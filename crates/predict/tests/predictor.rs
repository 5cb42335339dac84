use matplan_predict::{
    find_similar_checks, MaterialPredictor, PredictError, PredictionInput, PredictionMethod,
};
use matplan_recon::config::PredictorConfig;
use matplan_recon::model::{
    MasterRecord, MasterView, MatchMethod, MatchedConsumption, MaterialSummary, UtilizationReading, WorkPackage,
};

/// Interleaved history: A320S checks consume 100 parts against a plan of 80,
/// A320N checks consume 20 against a plan of 20.
fn history(n: usize) -> MasterView {
    let rows = (0..n)
        .map(|i| {
            let (ac, consumed, planned) = if i % 2 == 0 { ("A320S", 100, 80) } else { ("A320N", 20, 20) };
            let hours = 5_000.0 + (i * 37 % 11) as f64 * 100.0;
            MasterRecord {
                work_package: WorkPackage {
                    wpno_i: Some(format!("{}", 1000 + i)),
                    wpno: Some(format!("WP-{i}")),
                    ac_registr: Some(format!("OY-R{i:02}")),
                    ac_typ: Some(ac.into()),
                    station: Some(if i % 3 == 0 { "CPH" } else { "TLLM" }.into()),
                    is_c_check: true,
                    ..Default::default()
                },
                duration_days: Some(14.0 + (i % 4) as f64),
                utilization: Some(UtilizationReading {
                    snapshot_date: None,
                    hours: Some(hours),
                    cycles: Some(hours / 2.0),
                    hours_per_cycle: Some(2.0),
                }),
                consumption: Some(MatchedConsumption {
                    wpno_i: format!("{}", 1000 + i),
                    parts_count: consumed,
                    qty: consumed as f64,
                    cost: consumed as f64 * 10.0,
                    avg_price: 10.0,
                    start_date: None,
                    end_date: None,
                    station: None,
                    matched_by: MatchMethod::Direct,
                    categories: Default::default(),
                }),
                consumption_validated: true,
                planned: Some(MaterialSummary {
                    wpno_i: format!("{}", 1000 + i),
                    part_count: planned,
                    total_quantity: planned as f64,
                    total_confirmed_quantity: planned as f64,
                    total_cost: planned as f64 * 10.0,
                    avg_unit_cost: 10.0,
                }),
                parts_variance: None,
                qty_variance: None,
                cost_variance: None,
                planning_accuracy: None,
            }
        })
        .collect();
    MasterView { rows }
}

fn config(confidence_threshold: f64) -> PredictorConfig {
    PredictorConfig {
        n_trees: 25,
        confidence_threshold,
        ..Default::default()
    }
}

fn a320s() -> PredictionInput {
    PredictionInput {
        ac_typ: "A320S".into(),
        station: "CPH".into(),
        duration_days: 15.0,
        ..Default::default()
    }
}

#[test]
fn too_few_checks_is_an_error() {
    let err = MaterialPredictor::train(&history(9), &config(30.0)).unwrap_err();
    assert!(matches!(err, PredictError::InsufficientData { needed: 10, found: 9 }));
}

#[test]
fn learns_type_driven_consumption() {
    let model = MaterialPredictor::train(&history(20), &config(-1.0)).unwrap();

    let stats = model.stats();
    assert_eq!(stats.n_samples, 20);
    assert_eq!(stats.cv_folds, 5);
    assert_eq!(stats.target_mean, 60.0);
    assert_eq!(stats.target_min, 20.0);
    assert_eq!(stats.target_max, 100.0);
    assert!(stats.cv_mean_r2 > 0.9, "cv r2 {}", stats.cv_mean_r2);
    assert_eq!(model.planning_accuracy_factor(), 1.125);

    let p = model.predict(&a320s());
    assert_eq!(p.method, PredictionMethod::MlModel);
    assert_eq!(p.prediction, 100);
    assert_eq!(p.confidence, 100.0);
    assert_eq!((p.ci_lower, p.ci_upper), (100, 100));

    let importance = model.feature_importance();
    assert_eq!(importance.len(), 9);
    assert_eq!(importance[0].0, "Aircraft Type");
}

#[test]
fn fallback_chain() {
    // a threshold above 100 never accepts the model
    let model = MaterialPredictor::train(&history(20), &config(100.5)).unwrap();

    let planned = model.predict_with_fallback(&a320s(), Some(40)).unwrap();
    assert_eq!(planned.method, PredictionMethod::AdjustedPlanned);
    assert_eq!(planned.prediction, 45);
    assert_eq!(planned.confidence, 60.0);
    assert_eq!((planned.ci_lower, planned.ci_upper), (36, 54));
    assert!(planned.std.is_none());

    let average = model.predict_with_fallback(&a320s(), Some(0)).unwrap();
    assert_eq!(average.method, PredictionMethod::HistoricalAverage);
    assert_eq!(average.prediction, 60);
    assert_eq!(average.confidence, 40.0);
    // sample std of ten 20s and ten 100s is ~41.04
    assert_eq!((average.ci_lower, average.ci_upper), (19, 101));

    let accepted = MaterialPredictor::train(&history(20), &config(-1.0))
        .unwrap()
        .predict_with_fallback(&a320s(), Some(40))
        .unwrap();
    assert_eq!(accepted.method, PredictionMethod::MlModel);
}

#[test]
fn training_is_deterministic() {
    let a = MaterialPredictor::train(&history(16), &config(30.0)).unwrap();
    let b = MaterialPredictor::train(&history(16), &config(30.0)).unwrap();
    assert_eq!(a, b);
}

#[test]
fn saved_model_predicts_identically() {
    let dir = tempfile::tempdir().unwrap();
    let path = dir.path().join("model.json");
    let model = MaterialPredictor::train(&history(20), &config(30.0)).unwrap();
    model.save(&path).unwrap();

    let loaded = MaterialPredictor::load(&path).unwrap();
    assert_eq!(loaded, model);
    assert_eq!(loaded.encoders().ac_typ.classes(), ["A320N", "A320S"]);

    let input = PredictionInput {
        ac_typ: "B737".into(),
        ..a320s()
    };
    assert_eq!(loaded.predict(&input), model.predict(&input));
}

#[test]
fn load_errors() {
    let dir = tempfile::tempdir().unwrap();

    let missing = MaterialPredictor::load(&dir.path().join("absent.json")).unwrap_err();
    assert!(matches!(missing, PredictError::ModelIo { .. }));

    let garbage = dir.path().join("garbage.json");
    std::fs::write(&garbage, "{\"not\": \"a model\"}").unwrap();
    let err = MaterialPredictor::load(&garbage).unwrap_err();
    assert!(matches!(err, PredictError::ModelFormat { .. }));
}

#[test]
fn similar_checks_from_history() {
    let view = history(12);
    let found = find_similar_checks(&view, &a320s(), 3);
    assert_eq!(found.len(), 3);
    // even rows are A320S; rows 0 and 6 are also at CPH
    assert_eq!(found[0].wpno.as_deref(), Some("WP-0"));
    assert_eq!(found[1].wpno.as_deref(), Some("WP-6"));
    assert_eq!(found[0].similarity_score, 80);
    assert_eq!(found[2].similarity_score, 60);
}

**Your assignment**
Only a number is needed here: the count of lines above that hold the string "garbage".

**Task output**
3